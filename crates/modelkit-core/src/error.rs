//! Error types for modelkit core
//!
//! Covers the failure taxonomy of model construction and conversion:
//! - Missing required fields at construction
//! - Validator and typed container rejections
//! - Coercion failures for child, sequence, set and mapping values
//! - Strict-mode extra keys and unknown enum values
//! - Declaration-time problems with model and enum types

/// Result alias used throughout the crate
pub type Result<T, E = ModelError> = std::result::Result<T, E>;

/// Main model error type
#[derive(Debug, Clone, PartialEq, thiserror::Error)]
pub enum ModelError {
    /// A required field received no value and has no default
    #[error("{model}: missing required field '{field}'")]
    MissingRequiredField { model: String, field: String },

    /// A validator or typed container rejected a value
    #[error("{context}: expected {expected}, got {found}")]
    TypeMismatch {
        context: String,
        expected: String,
        found: String,
    },

    /// A raw value could not be coerced into the target type
    #[error("failed to convert value ({value}) to {target} ... [original error message: {message}]")]
    Conversion {
        value: String,
        target: String,
        message: String,
    },

    /// Strict-mode coercion found input keys with no matching field
    #[error("{model}: extra keys (strict mode): {keys:?}")]
    ExtraKeys { model: String, keys: Vec<String> },

    /// No enum member matches the raw value
    #[error("{value} is not a valid {enum_name}")]
    UnknownEnumValue { enum_name: String, value: String },

    /// Keyword argument or field name that the model does not declare
    #[error("{model}: unknown field '{field}'")]
    UnknownField { model: String, field: String },

    /// Attempt to assign a field of an immutable instance
    #[error("{model}: cannot assign field '{field}' of an immutable instance")]
    FrozenInstance { model: String, field: String },

    /// Deferred model reference has no registered type
    #[error("unresolved model type: {0}")]
    UnresolvedType(String),

    /// Date/time formatter pattern could not be used
    #[error("invalid formatter '{formatter}': {reason}")]
    InvalidFormatter { formatter: String, reason: String },

    /// Typed mapping `add` without an explicit key or key field
    #[error("no key set in instance or provided in call")]
    MissingKey,

    /// Typed sequence position past the end
    #[error("index {index} out of range for sequence of length {len}")]
    IndexOutOfRange { index: usize, len: usize },

    /// Model or enum declaration is invalid
    #[error("declaration error: {0}")]
    Declaration(#[from] DeclarationError),
}

/// Coarse classification of [`ModelError`]
#[derive(Debug, Clone, Copy, PartialEq, Eq, Hash)]
pub enum ErrorKind {
    MissingRequiredField,
    TypeMismatch,
    Conversion,
    ExtraKeys,
    UnknownEnumValue,
    UnknownField,
    FrozenInstance,
    UnresolvedType,
    InvalidFormatter,
    MissingKey,
    IndexOutOfRange,
    Declaration,
}

impl ModelError {
    /// Create missing required field error
    pub fn missing_required(model: impl Into<String>, field: impl Into<String>) -> Self {
        Self::MissingRequiredField {
            model: model.into(),
            field: field.into(),
        }
    }

    /// Create type mismatch error
    pub fn type_mismatch(
        context: impl Into<String>,
        expected: impl Into<String>,
        found: impl Into<String>,
    ) -> Self {
        Self::TypeMismatch {
            context: context.into(),
            expected: expected.into(),
            found: found.into(),
        }
    }

    /// Create conversion error
    pub fn conversion(
        value: impl Into<String>,
        target: impl Into<String>,
        message: impl Into<String>,
    ) -> Self {
        Self::Conversion {
            value: value.into(),
            target: target.into(),
            message: message.into(),
        }
    }

    /// Get the error classification
    #[must_use]
    pub fn kind(&self) -> ErrorKind {
        match self {
            Self::MissingRequiredField { .. } => ErrorKind::MissingRequiredField,
            Self::TypeMismatch { .. } => ErrorKind::TypeMismatch,
            Self::Conversion { .. } => ErrorKind::Conversion,
            Self::ExtraKeys { .. } => ErrorKind::ExtraKeys,
            Self::UnknownEnumValue { .. } => ErrorKind::UnknownEnumValue,
            Self::UnknownField { .. } => ErrorKind::UnknownField,
            Self::FrozenInstance { .. } => ErrorKind::FrozenInstance,
            Self::UnresolvedType(_) => ErrorKind::UnresolvedType,
            Self::InvalidFormatter { .. } => ErrorKind::InvalidFormatter,
            Self::MissingKey => ErrorKind::MissingKey,
            Self::IndexOutOfRange { .. } => ErrorKind::IndexOutOfRange,
            Self::Declaration(_) => ErrorKind::Declaration,
        }
    }

    /// Check if error belongs to the value-error class
    ///
    /// Value-class failures raised while coercing a nested value are wrapped
    /// into [`ModelError::Conversion`] by the container converters; the
    /// type-class failures propagate unchanged.
    #[inline]
    #[must_use]
    pub fn is_value_error(&self) -> bool {
        matches!(
            self,
            Self::Conversion { .. } | Self::ExtraKeys { .. } | Self::UnknownEnumValue { .. }
        )
    }
}

/// Errors in model and enum declarations
#[derive(Debug, Clone, PartialEq, Eq, thiserror::Error)]
pub enum DeclarationError {
    /// Two fields share a name
    #[error("{model}: duplicate field name '{field}'")]
    DuplicateField { model: String, field: String },

    /// Two fields resolve to the same external key
    #[error("{model}: fields '{first}' and '{second}' both use key '{key}'")]
    DuplicateKey {
        model: String,
        key: String,
        first: String,
        second: String,
    },

    /// Mapping field without a child key
    #[error("{model}: mapping field '{field}' needs a child key")]
    EmptyChildKey { model: String, field: String },

    /// Enum declares the same member name or value twice
    #[error("{enum_name}: duplicate member {member}")]
    DuplicateMember { enum_name: String, member: String },

    /// Regex field pattern does not compile
    #[error("field '{field}': invalid pattern: {reason}")]
    InvalidPattern { field: String, reason: String },

    /// Type name is empty
    #[error("type name must not be empty")]
    EmptyName,
}

#[cfg(test)]
mod tests {
    use super::*;

    #[test]
    fn value_error_classification() {
        assert!(ModelError::conversion("x", "int", "bad").is_value_error());
        assert!(ModelError::ExtraKeys {
            model: "m".into(),
            keys: vec!["k".into()]
        }
        .is_value_error());
        assert!(!ModelError::type_mismatch("m.f", "int", "string").is_value_error());
        assert!(!ModelError::missing_required("m", "f").is_value_error());
    }

    #[test]
    fn conversion_message_carries_original() {
        let err = ModelError::conversion("{'a': 1}", "Person", "missing required field");
        let msg = err.to_string();
        assert!(msg.contains("{'a': 1}"));
        assert!(msg.contains("Person"));
        assert!(msg.contains("missing required field"));
    }

    #[test]
    fn declaration_converts() {
        let err: ModelError = DeclarationError::EmptyName.into();
        assert_eq!(err.kind(), ErrorKind::Declaration);
    }
}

**Task directions**: Show the lines of the records that include the string "derive".

**Answer space**:
#[derive(Debug, Clone, PartialEq, thiserror::Error)]
#[derive(Debug, Clone, Copy, PartialEq, Eq, Hash)]
#[derive(Debug, Clone, PartialEq, Eq, thiserror::Error)]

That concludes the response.